As my colleague Scott Zucker explains in a recent post, gift taxes are "tax exclusive" - the tax is paid by the donor in addition to the gift. This means that if you make a gift (with some exceptions) you don't have to pay estate tax again on that gift, and the tax (assuming you do not choose to use the lifetime gift tax exemption), which was paid in addition to the gift, does not count again either. In contrast, if you keep the asset in your estate, the estate tax comes out of the estate. Since the estate tax is 35% of assets over the $5 million exclusion, it may be worth it, even to pay gift tax at the same rate, because the amount of tax you pay does not get taxed. For this reason, some people choose to pay the gift tax, rather than "burning" any of the generous $5 million federal gift tax exclusion.
Here in Massachusetts, there is no additional state gift tax. If your estate is under the federal exclusion of $5 million, and you live in Massachusetts, your estate will pay no federal estate or gift tax at all. But, let's assume that you are under the federal exclusion, but but over the Massachusetts filing limit of $1 million.
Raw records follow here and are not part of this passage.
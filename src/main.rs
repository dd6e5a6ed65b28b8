use anyhow::{Context, Result};
use std::sync::Arc;
use tracing::{error, info};
use twin_link::{
    application::usecases::{
        code_execution::CodeExecutionUseCase, live_simulation::LiveSimulationUseCase,
        upload_model::UploadModelUseCase, viewer_config::ViewerConfigUseCase,
    },
    cli::Command,
    config::{config_loader, config_model::DotEnvyConfig},
    domain::value_objects::enums::simulation_channels::SimulationChannel,
    infrastructure::{
        console::sinks::{ConsoleNotifier, LineSink},
        http::{
            api_client::TwinApiClient, code_execution::CodeExecutionHttp,
            model_upload::ModelUploadHttp, simulation::SimulationHttp,
            viewer_token::ViewerTokenHttp,
        },
        socket_io::connection::SocketIoChannel,
    },
    observability,
};

#[tokio::main]
async fn main() {
    if let Err(error) = run().await {
        error!("twin-link exited with error: {:?}", error);
        eprintln!("{:#}", error);
        std::process::exit(1);
    }
}

async fn run() -> Result<()> {
    dotenvy::dotenv().ok();
    observability::init_observability("twin-link")?;

    let command = Command::parse(std::env::args().skip(1))?;

    let config = config_loader::load()?;
    info!(stage = %config.stage, base_url = %config.api.base_url, "ENV has been loaded");

    let api = Arc::new(TwinApiClient::new(&config.api)?);

    match command {
        Command::Upload { path } => {
            let notifier = ConsoleNotifier::new(Arc::new(LineSink::stdout("notification")));
            let usecase = UploadModelUseCase::new(
                Arc::new(ModelUploadHttp::new(Arc::clone(&api))),
                Arc::new(notifier),
            );
            usecase.upload_path(&path).await?;
        }
        Command::Live { channel } => live(&config, api, channel).await?,
        Command::Run { path } => {
            let usecase = CodeExecutionUseCase::new(
                Arc::new(CodeExecutionHttp::new(Arc::clone(&api))),
                Arc::new(LineSink::stdout("output")),
            );
            usecase.run_file(&path).await?;
        }
        Command::Viewer { asset_id } => {
            let usecase = ViewerConfigUseCase::new(
                Arc::new(ViewerTokenHttp::new(Arc::clone(&api))),
                config.viewer.clone(),
            );
            let scene = usecase.resolve(asset_id).await?;
            let json = serde_json::to_string_pretty(&scene)
                .context("failed to serialise viewer scene")?;
            println!("{}", json);
        }
    }

    Ok(())
}

async fn live(config: &DotEnvyConfig, api: Arc<TwinApiClient>, channel: SimulationChannel) -> Result<()> {
    let usecase = LiveSimulationUseCase::new(
        Arc::new(SocketIoChannel::new(&config.api.base_url)?),
        Arc::new(SimulationHttp::new(api)),
    );

    let label = match channel {
        SimulationChannel::Motor => "motor-status",
        SimulationChannel::Arm => "arm-status",
    };
    let mut handle = usecase
        .subscribe_and_start(channel, Arc::new(LineSink::stdout(label)))
        .await?;

    let interrupted = tokio::select! {
        _ = shutdown_signal() => true,
        result = handle.wait() => {
            result?;
            info!(%channel, "Server ended the event stream");
            false
        }
    };

    if interrupted {
        handle.close().await;
    }

    Ok(())
}

async fn shutdown_signal() {
    let ctrl_c = async {
        if let Err(err) = tokio::signal::ctrl_c().await {
            error!("Failed to install CTRL+C signal handler: {}", err);
            std::future::pending::<()>().await;
        }
    };

    let terminate = std::future::pending::<()>();

    tokio::select! {
        _ = ctrl_c => info!("Received ctrl+C signal"),
        _ = terminate => info!("Received terminate signal"),
    }
}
If you are far enough under the federal limit, you can use gifts to move assets out of your estate to bring it under the Massachusetts limit. Your trustee will still have to report these gifts to Massachusetts, but the gifts will not trigger a tax.
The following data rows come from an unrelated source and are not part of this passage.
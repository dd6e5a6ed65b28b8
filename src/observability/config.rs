use std::env;

#[derive(Clone)]
pub(crate) struct ServiceContext {
    pub(crate) service_name: String,
    pub(crate) environment: String,
    pub(crate) component: String,
}

#[derive(Clone)]
pub(crate) struct ObservabilityConfig {
    pub(crate) service_context: ServiceContext,
    /// Default filter directive used when `RUST_LOG` is absent or invalid.
    pub(crate) default_directive: String,
    pub(crate) warnings: Vec<String>,
}

impl ObservabilityConfig {
    pub(crate) fn from_env(component: &str) -> Self {
        let component = component.trim().to_string();
        let mut warnings = Vec::new();

        let service_name = env_string("SERVICE_NAME")
            .filter(|v| !v.is_empty())
            .unwrap_or_else(|| component.clone());

        let environment = env_string("STAGE")
            .filter(|v| !v.is_empty())
            .unwrap_or_else(|| "local".to_string());

        let default_directive = match env_string("LOG_LEVEL") {
            Some(raw) if !raw.trim().is_empty() => match parse_level(&raw) {
                Some(level) => level.to_string(),
                None => {
                    warnings.push(format!(
                        "LOG_LEVEL is invalid (value: {raw}); defaulting to info"
                    ));
                    "info".to_string()
                }
            },
            _ => "info".to_string(),
        };

        Self {
            service_context: ServiceContext {
                service_name,
                environment,
                component,
            },
            default_directive,
            warnings,
        }
    }
}

fn parse_level(input: &str) -> Option<&'static str> {
    match input.trim().to_ascii_lowercase().as_str() {
        "error" => Some("error"),
        "warn" | "warning" => Some("warn"),
        "info" => Some("info"),
        "debug" => Some("debug"),
        "trace" => Some("trace"),
        _ => None,
    }
}

fn env_string(key: &str) -> Option<String> {
    env::var(key).ok()
}
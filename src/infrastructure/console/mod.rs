pub mod sinks;
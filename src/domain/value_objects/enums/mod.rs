pub mod simulation_channels;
As always with gifts, you need to have a solid plan for long-term care before you start thinking about them. If you do not have long term care insurance, and you gift your house out of your estate, you may jump out of the tax kettle into the Medicaid fire. It is important to consider all the possible consequences of a gift. For this reason, making a gift as part of your estate plan is something you should discuss with your estate planning and elder law attorney.